**TASK INPUT**
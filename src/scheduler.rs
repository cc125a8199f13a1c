//! Periodic evaluation
//!
//! Runs `analyze_recent` for each scheduled user on a fixed cadence. Each
//! user gets one tokio task, and each evaluation runs on the blocking pool so
//! a slow collaborator never stalls the runtime. Cancelling stops future runs
//! while a run already in progress finishes. Expected outcomes such as
//! missing data are logged at debug level and do not stop the schedule.

use std::collections::HashMap;
use std::sync::{Arc, Mutex};
use std::time::Duration;
use tokio::sync::watch;
use tokio::task::JoinHandle;
use tokio::time::MissedTickBehavior;

use crate::config::SchedulerConfig;
use crate::error::{Result, WellbeingError};
use crate::pipeline::WellbeingEngine;
use crate::types::UserId;

struct ScheduledTask {
    cancel_tx: watch::Sender<bool>,
    handle: JoinHandle<()>,
}

pub struct EvaluationScheduler {
    engine: Arc<WellbeingEngine>,
    interval: Duration,
    tasks: Mutex<HashMap<UserId, ScheduledTask>>,
}

impl EvaluationScheduler {
    pub fn new(engine: Arc<WellbeingEngine>, interval: Duration) -> Self {
        Self {
            engine,
            interval,
            tasks: Mutex::new(HashMap::new()),
        }
    }

    pub fn from_config(engine: Arc<WellbeingEngine>, config: &SchedulerConfig) -> Self {
        Self::new(engine, config.interval())
    }

    /// Start evaluating `user_id` every interval, beginning immediately.
    ///
    /// Returns `false` if the user was already scheduled. Must be called from
    /// within a tokio runtime.
    pub fn schedule(&self, user_id: &str) -> Result<bool> {
        let runtime = tokio::runtime::Handle::try_current()
            .map_err(|e| WellbeingError::Config(format!("scheduler needs a tokio runtime: {e}")))?;

        let mut tasks = self.tasks.lock().map_err(|_| tasks_poisoned())?;
        if tasks.get(user_id).is_some_and(|t| !t.handle.is_finished()) {
            return Ok(false);
        }

        let (cancel_tx, cancel_rx) = watch::channel(false);
        let handle = runtime.spawn(run_evaluations(
            Arc::clone(&self.engine),
            user_id.to_string(),
            self.interval,
            cancel_rx,
        ));
        tasks.insert(user_id.to_string(), ScheduledTask { cancel_tx, handle });

        tracing::info!(user_id, interval_secs = self.interval.as_secs(), "evaluation scheduled");
        Ok(true)
    }

    /// Stop future evaluations for `user_id`. Returns `false` if it was not
    /// scheduled.
    pub fn cancel(&self, user_id: &str) -> Result<bool> {
        let removed = self
            .tasks
            .lock()
            .map_err(|_| tasks_poisoned())?
            .remove(user_id);

        match removed {
            Some(task) => {
                let _ = task.cancel_tx.send(true);
                tracing::info!(user_id, "evaluation cancelled");
                Ok(true)
            }
            None => Ok(false),
        }
    }

    /// Users with a live schedule, sorted
    pub fn scheduled_users(&self) -> Result<Vec<UserId>> {
        let tasks = self.tasks.lock().map_err(|_| tasks_poisoned())?;
        let mut users: Vec<UserId> = tasks
            .iter()
            .filter(|(_, t)| !t.handle.is_finished())
            .map(|(u, _)| u.clone())
            .collect();
        users.sort();
        Ok(users)
    }

    /// Cancel every schedule and wait for in-flight runs to finish
    pub async fn shutdown(&self) -> Result<()> {
        let drained: Vec<(UserId, ScheduledTask)> = self
            .tasks
            .lock()
            .map_err(|_| tasks_poisoned())?
            .drain()
            .collect();

        for (_, task) in &drained {
            let _ = task.cancel_tx.send(true);
        }
        for (user_id, task) in drained {
            if let Err(e) = task.handle.await {
                tracing::warn!(%user_id, error = %e, "evaluation task ended abnormally");
            }
        }

        tracing::info!("evaluation scheduler stopped");
        Ok(())
    }
}

async fn run_evaluations(
    engine: Arc<WellbeingEngine>,
    user_id: UserId,
    interval: Duration,
    mut cancel_rx: watch::Receiver<bool>,
) {
    let mut ticker = tokio::time::interval(interval);
    ticker.set_missed_tick_behavior(MissedTickBehavior::Delay);

    loop {
        tokio::select! {
            biased;
            changed = cancel_rx.changed() => {
                // A dropped sender also stops the loop
                if changed.is_err() || *cancel_rx.borrow() {
                    break;
                }
            }
            _ = ticker.tick() => {
                // Collaborator calls and the per-user lock block, so the run
                // goes to the blocking pool. Awaiting it here lets an
                // in-flight run finish even if a cancel arrives meanwhile.
                let run_engine = Arc::clone(&engine);
                let run_user = user_id.clone();
                let outcome =
                    tokio::task::spawn_blocking(move || run_engine.analyze_recent(&run_user)).await;

                match outcome {
                    Ok(Ok(result)) => tracing::debug!(
                        %user_id,
                        status = result.status.as_str(),
                        "scheduled evaluation complete"
                    ),
                    Ok(Err(e)) if e.is_recoverable() => {
                        tracing::debug!(%user_id, error = %e, "scheduled evaluation skipped")
                    }
                    Ok(Err(e)) => tracing::warn!(%user_id, error = %e, "scheduled evaluation failed"),
                    Err(e) => tracing::warn!(%user_id, error = %e, "scheduled evaluation task failed"),
                }
            }
        }
    }

    tracing::debug!(%user_id, "evaluation loop ended");
}

fn tasks_poisoned() -> WellbeingError {
    WellbeingError::Collaborator("scheduler task table poisoned".to_string())
}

**TASK ITEM**
Look through the data above for the string "Duration" and copy every line where it appears.

**FINISHED TASK**
use std::time::Duration;
    interval: Duration,
    pub fn new(engine: Arc<WellbeingEngine>, interval: Duration) -> Self {
    interval: Duration,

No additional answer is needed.